### Stored data entries
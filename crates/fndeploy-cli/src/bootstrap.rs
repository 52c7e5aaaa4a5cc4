//! CLI bootstrap - the composition root.
//!
//! Settings are layered here (defaults, then `FNDEPLOY_*` variables, then
//! command-line flags) and the delegate for a source directory is created.
//! Handlers receive the composed `CliContext`.

use fndeploy_core::{DelegateContext, RuntimeDelegate, Settings, validate_settings};
use fndeploy_runtime::{MANIFEST_FILE, delegate_for};
use tokio_util::sync::CancellationToken;
use tracing::{debug, info};

use crate::commands::SourceArgs;
use crate::error::CliError;

/// Bootstrap configuration for the CLI.
#[derive(Debug, Clone, PartialEq, Eq)]
pub struct CliConfig {
    /// Fully layered and validated settings.
    pub settings: Settings,
}

impl CliConfig {
    /// Defaults, then the process environment, then `overrides`.
    pub fn load(overrides: &Settings) -> Result<Self, CliError> {
        let env = Settings::from_env()?;
        Self::from_layers(&env, overrides)
    }

    /// Layer `env` and `overrides` on top of the defaults and validate the result.
    pub fn from_layers(env: &Settings, overrides: &Settings) -> Result<Self, CliError> {
        let mut settings = Settings::with_defaults();
        settings.merge(env);
        settings.merge(overrides);
        validate_settings(&settings)?;

        debug!(?settings, "Resolved settings");
        Ok(Self { settings })
    }
}

/// Composed context handed to command handlers.
pub struct CliContext {
    pub config: CliConfig,
    /// Cancelled on Ctrl-C.
    pub cancel: CancellationToken,
}

impl CliContext {
    pub const fn settings(&self) -> &Settings {
        &self.config.settings
    }

    /// Create the delegate for a source directory.
    ///
    /// A directory no delegate applies to is a configuration error here.
    pub async fn delegate(&self, source: &SourceArgs) -> Result<Box<dyn RuntimeDelegate>, CliError> {
        let mut ctx = DelegateContext::new(&source.source_dir);
        if let Some(ref runtime) = source.runtime {
            ctx = ctx.with_runtime(runtime);
        }
        if let Some(ref project) = source.project {
            ctx = ctx.with_project_id(project);
        }

        delegate_for(&ctx, self.settings())
            .await?
            .ok_or_else(|| {
                CliError::Config(format!(
                    "{} is not a Go module (no {MANIFEST_FILE}), or --runtime names another language",
                    source.source_dir.display()
                ))
            })
    }
}

/// Bootstrap the CLI application.
///
/// Installs the Ctrl-C handler that cancels long-running commands.
pub fn bootstrap(config: CliConfig) -> CliContext {
    let cancel = CancellationToken::new();

    let token = cancel.clone();
    tokio::spawn(async move {
        if tokio::signal::ctrl_c().await.is_ok() {
            info!("Interrupted, shutting down");
            token.cancel();
        }
    });

    CliContext { config, cancel }
}

#[cfg(test)]
mod tests {
    use super::*;
    use fndeploy_core::{DEFAULT_BASE_PORT, ProbeTarget};

    #[test]
    fn test_flags_override_environment() {
        let env = Settings::from_vars([
            ("FNDEPLOY_BASE_PORT".to_string(), "9000".to_string()),
            ("FNDEPLOY_SHUTDOWN_GRACE_SECS".to_string(), "5".to_string()),
        ])
        .unwrap();
        let flags = Settings {
            base_port: Some(9500),
            ..Settings::default()
        };

        let config = CliConfig::from_layers(&env, &flags).unwrap();
        assert_eq!(config.settings.effective_base_port(), 9500);
        assert_eq!(config.settings.shutdown_grace_secs, Some(5));
        assert_eq!(config.settings.probe_target(), ProbeTarget::default());
    }

    #[test]
    fn test_defaults_fill_gaps() {
        let config = CliConfig::from_layers(&Settings::default(), &Settings::default()).unwrap();
        assert_eq!(config.settings, Settings::with_defaults());
        assert_eq!(config.settings.effective_base_port(), DEFAULT_BASE_PORT);
    }

    #[test]
    fn test_invalid_layer_is_config_error() {
        let flags = Settings {
            shutdown_grace_secs: Some(0),
            ..Settings::default()
        };
        let err = CliConfig::from_layers(&Settings::default(), &flags).unwrap_err();
        assert_eq!(err.exit_code(), 78);
    }

    #[tokio::test]
    async fn test_non_go_directory_has_no_delegate() {
        let dir = tempfile::TempDir::new().unwrap();
        let ctx = bootstrap(CliConfig::from_layers(&Settings::default(), &Settings::default()).unwrap());
        let source = SourceArgs {
            source_dir: dir.path().to_path_buf(),
            runtime: None,
            project: None,
        };

        let err = ctx.delegate(&source).await.err().unwrap();
        assert_eq!(err.exit_code(), 78);
    }
}
//! Port definitions (trait abstractions) for runtime delegates.
//!
//! Ports describe what the discovery flow expects from infrastructure
//! without naming processes, sockets or HTTP clients.
//!
//! # Design Rules
//!
//! - Intent-based methods (`start`, `stop`, `fetch`), not process plumbing
//! - Every implementation must be swappable for a test double

pub mod delegate;
pub mod launcher;
pub mod probe;

pub use delegate::{DelegateContext, RuntimeDelegate};
pub use launcher::{ServerLauncher, StopHandle, StopOutcome};
pub use probe::SpecProbe;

### TASK TO COMPLETE
Repeat, word for word, the lines from the start of the records to the line that contains "directory is created.", both of them included, and no others.

### RESULT
filename crates/fndeploy-cli/src/bootstrap.rs
repository 52c7e5aaaa4a5cc4
//! CLI bootstrap - the composition root.
//!
//! Settings are layered here (defaults, then `FNDEPLOY_*` variables, then
//! command-line flags) and the delegate for a source directory is created.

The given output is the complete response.